Having these important conversations may help shape their way of thinking and how they view and interact with money when they grow older.

Here are the top eight tips to help you get the conversation started:

  • It’s critical to start early: while children can still be taught to make good decisions as they transition to adulthood and become more capable of managing their own finances. By starting to train them at a young age, you can guide and set them on the right path. An easy avenue for doing this is through Absa’s MegaU App that is free, interactive, and developed to make banking simple, rewarding and most of all fun and educational for children. As parent, you can assign certain tasks to your kid, this way they can earn their pocket money and you can use the App to transfer their pocket money into their account, while they can view their balances and transactions. To enjoy the benefits of the Absa  MegaU App, you must have one of our transactional accounts and your child must have a MegaU To open a MegaU account for your child, visit your nearest branch, call 0860 100 372 or visit absa.co.za*.
  • When giving pocket money to your children, make sure you discuss what the money is going to be used for or what goal it is going towards. This way you teach them the value of saving for both short and long-term goals.

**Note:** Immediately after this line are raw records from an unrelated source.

use ndarray::Array1;

use super::vector::TextFeatures;
use crate::classifier::utils::l1_normalize;
use crate::lexicon::Lexicon;
use crate::types::WasteClass;

/// Scores a free-text description against the keyword lexicon.
#[derive(Debug, Clone, Copy, Default)]
pub struct TextFeatureExtractor {
    lexicon: Lexicon,
}

impl TextFeatureExtractor {
    pub fn new(lexicon: Lexicon) -> Self {
        Self { lexicon }
    }

    /// Raw keyword hit counts per class, before normalization.
    pub fn keyword_counts(&self, text: &str) -> [usize; 4] {
        let lowered = text.to_lowercase();
        WasteClass::ALL.map(|class| self.lexicon.count_matches(class, &lowered))
    }

    /// Keyword counts divided by their total. Text without any keyword gives
    /// all zeros, never a uniform distribution.
    pub fn extract(&self, text: &str) -> TextFeatures {
        let counts = Array1::from_iter(self.keyword_counts(text).iter().map(|&n| n as f64));
        let normalized = l1_normalize(&counts);

        let mut scores = [0.0; 4];
        for (dst, src) in scores.iter_mut().zip(normalized.iter()) {
            *dst = *src;
        }
        TextFeatures(scores)
    }
}
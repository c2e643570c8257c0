use std::sync::Arc;

use log::info;

use super::classifier::WasteClassifier;
use super::error::ClassifierError;
use super::model::ProbabilisticModel;
use crate::config::ExtractorConfig;
use crate::decision::{DecisionEngine, DecisionThresholds};
use crate::features::FeatureExtractor;
use crate::lexicon::Lexicon;

/// A builder for constructing a [`WasteClassifier`] with a fluent interface.
///
/// Every setting has a default, so `WasteClassifier::builder().build()` gives
/// a text-only classifier with the production thresholds.
#[derive(Default)]
pub struct WasteClassifierBuilder {
    model: Option<Arc<dyn ProbabilisticModel>>,
    extractor_config: ExtractorConfig,
    thresholds: DecisionThresholds,
    lexicon: Lexicon,
}

impl WasteClassifierBuilder {
    /// Creates a new empty builder with default configuration
    ///
    /// # Example
    /// ```
    /// use greentrash::WasteClassifierBuilder;
    ///
    /// let builder = WasteClassifierBuilder::new();
    /// ```
    pub fn new() -> Self {
        Self::default()
    }

    /// Attaches a trained model. Without one, classification runs in
    /// text-only fallback mode.
    pub fn with_model(mut self, model: impl ProbabilisticModel + 'static) -> Self {
        self.model = Some(Arc::new(model));
        self
    }

    /// Attaches a model that is already shared elsewhere.
    pub fn with_shared_model(mut self, model: Arc<dyn ProbabilisticModel>) -> Self {
        self.model = Some(model);
        self
    }

    /// Sets the feature extraction configuration
    ///
    /// # Example
    /// ```
    /// use greentrash::{ExtractorConfig, WasteClassifierBuilder};
    ///
    /// let config = ExtractorConfig { resize_edge: 128, ..Default::default() };
    /// let builder = WasteClassifierBuilder::new().with_extractor_config(config);
    /// ```
    pub fn with_extractor_config(mut self, config: ExtractorConfig) -> Self {
        self.extractor_config = config;
        self
    }

    pub fn with_thresholds(mut self, thresholds: DecisionThresholds) -> Self {
        self.thresholds = thresholds;
        self
    }

    pub fn with_lexicon(mut self, lexicon: Lexicon) -> Self {
        self.lexicon = lexicon;
        self
    }

    /// Builds and returns the final WasteClassifier instance
    ///
    /// # Returns
    /// * `Result<WasteClassifier, ClassifierError>` - The classifier, or an error if:
    ///   - The extractor configuration is invalid
    ///   - A threshold lies outside [0, 1]
    ///   - The lexicon has no keywords
    pub fn build(self) -> Result<WasteClassifier, ClassifierError> {
        self.extractor_config.validate()?;
        self.thresholds.validate()?;
        if self.lexicon.is_empty() {
            return Err(ClassifierError::BuildError("Lexicon has no keywords".to_string()));
        }

        info!(
            "Building waste classifier (model: {}, resize edge: {}, lexicon: {} keywords)",
            self.model.as_ref().map(|m| m.name()).unwrap_or("none"),
            self.extractor_config.resize_edge,
            self.lexicon.len()
        );

        Ok(WasteClassifier {
            extractor: FeatureExtractor::new(self.extractor_config, self.lexicon),
            engine: DecisionEngine::new(self.thresholds),
            model: self.model,
        })
    }
}
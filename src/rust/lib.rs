//! A thread-safe waste classifier: image and text features plus a rule-based
//! decision engine on top of an external probabilistic model.
//!
//! An item is described by an optional photo and a free-text description
//! (typically Portuguese). Both become a fixed 122-value feature vector; a
//! trained model scores it; the decision engine turns the scores into one of
//! Organic, Recyclable, Reject or Hazardous, with a disposal tip and a flag
//! asking for human confirmation when the evidence is weak.
//!
//! # Basic Usage
//!
//! ```rust
//! # fn main() -> Result<(), Box<dyn std::error::Error>> {
//! use greentrash::{ClassifierError, FeatureVector, Label, WasteClass, WasteClassifier};
//!
//! let model = |_: &FeatureVector| -> Result<Vec<f64>, ClassifierError> {
//!     Ok(vec![0.10, 0.12, 0.08, 0.70])
//! };
//!
//! let classifier = WasteClassifier::builder().with_model(model).build()?;
//! let result = classifier.classify_input(None, "pilha usada")?;
//!
//! assert_eq!(result.predicted_class, Label::Class(WasteClass::Hazardous));
//! println!("{}: {}", result.predicted_class, result.disposal_tip);
//! # Ok(())
//! # }
//! ```
//!
//! # Without a model
//!
//! A classifier built without a model decides from the keyword scores alone:
//!
//! ```rust
//! # fn main() -> Result<(), Box<dyn std::error::Error>> {
//! use greentrash::{Label, WasteClass, WasteClassifier};
//!
//! let classifier = WasteClassifier::builder().build()?;
//! let result = classifier.classify_input(None, "casca de banana")?;
//! assert_eq!(result.predicted_class, Label::Class(WasteClass::Organic));
//!
//! let result = classifier.classify_input(None, "")?;
//! assert_eq!(result.predicted_class, Label::Unknown);
//! assert!(result.needs_feedback);
//! # Ok(())
//! # }
//! ```

pub mod classifier;
pub mod config;
pub mod decision;
pub mod features;
pub mod lexicon;
pub mod types;

pub use classifier::{
    ClassifierError, ClassifierInfo, ClassifierInput, ProbabilisticModel, WasteClassifier,
    WasteClassifierBuilder,
};
pub use config::ExtractorConfig;
pub use decision::{disposal_tip, DecisionEngine, DecisionRule, DecisionThresholds};
pub use features::{
    combine, FeatureExtractor, FeatureVector, LayoutInfo, TextFeatureExtractor, TextFeatures,
    VisualFeatureExtractor, VisualFeatures, FEATURE_COUNT,
};
pub use lexicon::Lexicon;
pub use types::{ClassificationResult, Label, ProbabilityDistribution, WasteClass};

use image::DynamicImage;

/// Decodes an encoded image (PNG or JPEG). Reading the bytes is left to the
/// caller.
pub fn decode_image(bytes: &[u8]) -> Result<DynamicImage, ClassifierError> {
    Ok(image::load_from_memory(bytes)?)
}

/// Extracts features with the default configuration and lexicon.
pub fn extract_features(image: Option<&DynamicImage>, text: &str) -> Result<FeatureVector, ClassifierError> {
    FeatureExtractor::default().extract(image, text)
}

/// Classifies with the default thresholds. `model_available` selects the
/// primary rule cascade; without it the text-only fallback runs, which needs
/// a feature vector.
///
/// Passing [`ClassifierInput::Features`] together with `model_available`
/// fails, since no model is attached here; use a [`WasteClassifier`] for that.
pub fn classify(
    input: ClassifierInput<'_>,
    text: &str,
    model_available: bool,
) -> Result<ClassificationResult, ClassifierError> {
    WasteClassifier::builder().build()?.classify(input, text, model_available)
}

pub fn init_logger() {
    env_logger::init();
}
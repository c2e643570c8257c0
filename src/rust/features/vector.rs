use ndarray::{s, Array1, ArrayView1};
use serde::{Deserialize, Serialize};

use super::layout::{FEATURE_COUNT, TEXT_FEATURE_COUNT, TEXT_SCORES, VISUAL_FEATURE_COUNT};
use crate::classifier::ClassifierError;

/// The visual block of the feature vector: indices [0, 118).
#[derive(Debug, Clone, PartialEq)]
pub struct VisualFeatures {
    values: Array1<f64>,
}

impl VisualFeatures {
    pub(crate) fn new(values: Vec<f64>) -> Result<Self, ClassifierError> {
        if values.len() != VISUAL_FEATURE_COUNT {
            return Err(ClassifierError::MalformedFeatureVector(format!(
                "expected {} visual features, got {}",
                VISUAL_FEATURE_COUNT,
                values.len()
            )));
        }
        Ok(Self { values: Array1::from_vec(values) })
    }

    /// The "no image" block: all zeros.
    pub fn absent() -> Self {
        Self { values: Array1::zeros(VISUAL_FEATURE_COUNT) }
    }

    pub fn view(&self) -> ArrayView1<'_, f64> {
        self.values.view()
    }

    pub fn to_vec(&self) -> Vec<f64> {
        self.values.to_vec()
    }
}

/// Normalized per-class keyword scores, in canonical class order.
#[derive(Debug, Clone, Copy, PartialEq, Serialize, Deserialize)]
pub struct TextFeatures(pub [f64; TEXT_FEATURE_COUNT]);

impl TextFeatures {
    pub fn zeros() -> Self {
        Self([0.0; TEXT_FEATURE_COUNT])
    }

    /// True when no keyword matched (distinct from equal evidence).
    pub fn is_empty(&self) -> bool {
        self.0.iter().all(|&v| v == 0.0)
    }

    pub fn scores(&self) -> &[f64; TEXT_FEATURE_COUNT] {
        &self.0
    }
}

/// The canonical 122-value model input.
///
/// Serialized as a flat array; deserializing goes through
/// [`FeatureVector::from_vec`], so a stored vector of the wrong length is
/// rejected.
#[derive(Debug, Clone, PartialEq, Serialize, Deserialize)]
#[serde(try_from = "Vec<f64>", into = "Vec<f64>")]
pub struct FeatureVector {
    values: Array1<f64>,
}

impl FeatureVector {
    pub fn from_parts(visual: &VisualFeatures, text: &TextFeatures) -> Self {
        let mut values = Vec::with_capacity(FEATURE_COUNT);
        values.extend(visual.values.iter().copied());
        values.extend_from_slice(&text.0);
        Self { values: Array1::from_vec(values) }
    }

    /// Wraps stored or externally produced features. The length must match
    /// the layout exactly.
    pub fn from_vec(values: Vec<f64>) -> Result<Self, ClassifierError> {
        if values.len() != FEATURE_COUNT {
            return Err(ClassifierError::MalformedFeatureVector(format!(
                "expected {} features, got {}",
                FEATURE_COUNT,
                values.len()
            )));
        }
        Ok(Self { values: Array1::from_vec(values) })
    }

    pub fn len(&self) -> usize {
        self.values.len()
    }

    pub fn is_empty(&self) -> bool {
        self.values.is_empty()
    }

    pub fn get(&self, index: usize) -> Option<f64> {
        self.values.get(index).copied()
    }

    pub fn view(&self) -> ArrayView1<'_, f64> {
        self.values.view()
    }

    pub fn visual(&self) -> ArrayView1<'_, f64> {
        self.values.slice(s![..VISUAL_FEATURE_COUNT])
    }

    pub fn text_scores(&self) -> TextFeatures {
        let mut scores = [0.0; TEXT_FEATURE_COUNT];
        for (dst, src) in scores.iter_mut().zip(self.values.slice(s![TEXT_SCORES]).iter()) {
            *dst = *src;
        }
        TextFeatures(scores)
    }

    pub fn to_vec(&self) -> Vec<f64> {
        self.values.to_vec()
    }
}

impl TryFrom<Vec<f64>> for FeatureVector {
    type Error = ClassifierError;

    fn try_from(values: Vec<f64>) -> Result<Self, Self::Error> {
        Self::from_vec(values)
    }
}

impl From<FeatureVector> for Vec<f64> {
    fn from(vector: FeatureVector) -> Self {
        vector.values.to_vec()
    }
}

  • When your kids ask for money, especially if it is over and above their weekly or monthly allowance or pocket money, discuss the reasons why they are asking for it and decide if it is necessary or if it can wait for a birthday or a special occasion.
  • Don’t only talk to them about money when they ask for it. Take the opportunity to discuss money and personal finances with your children on a continuous basis: for example, chat to them about their allowance and how they can make the most of it e.g. by saving a percentage for specific goals.
  • Assist them with opening their own bank account – such as Absa’s MegaU account, which is designed with young people in mind – and discuss how savings can help them reach their goals.
  • One mistake you should actually allow your child to make is spending all their money on one transaction and buying the first thing they see. They’ll quickly learn to ‘ration’ their money or save it for what they really want rather than to buy impulsively. This will be a valuable lesson to reinforce throughout their lives.
  • Perhaps the most important lesson of all, though, is that children look up to their parents, so it is important for you to “practice what you preach”. If you refrain from impulse buying, your children will mirror your behaviour – especially when they are being pressured by their peers to “keep up with the Joneses”.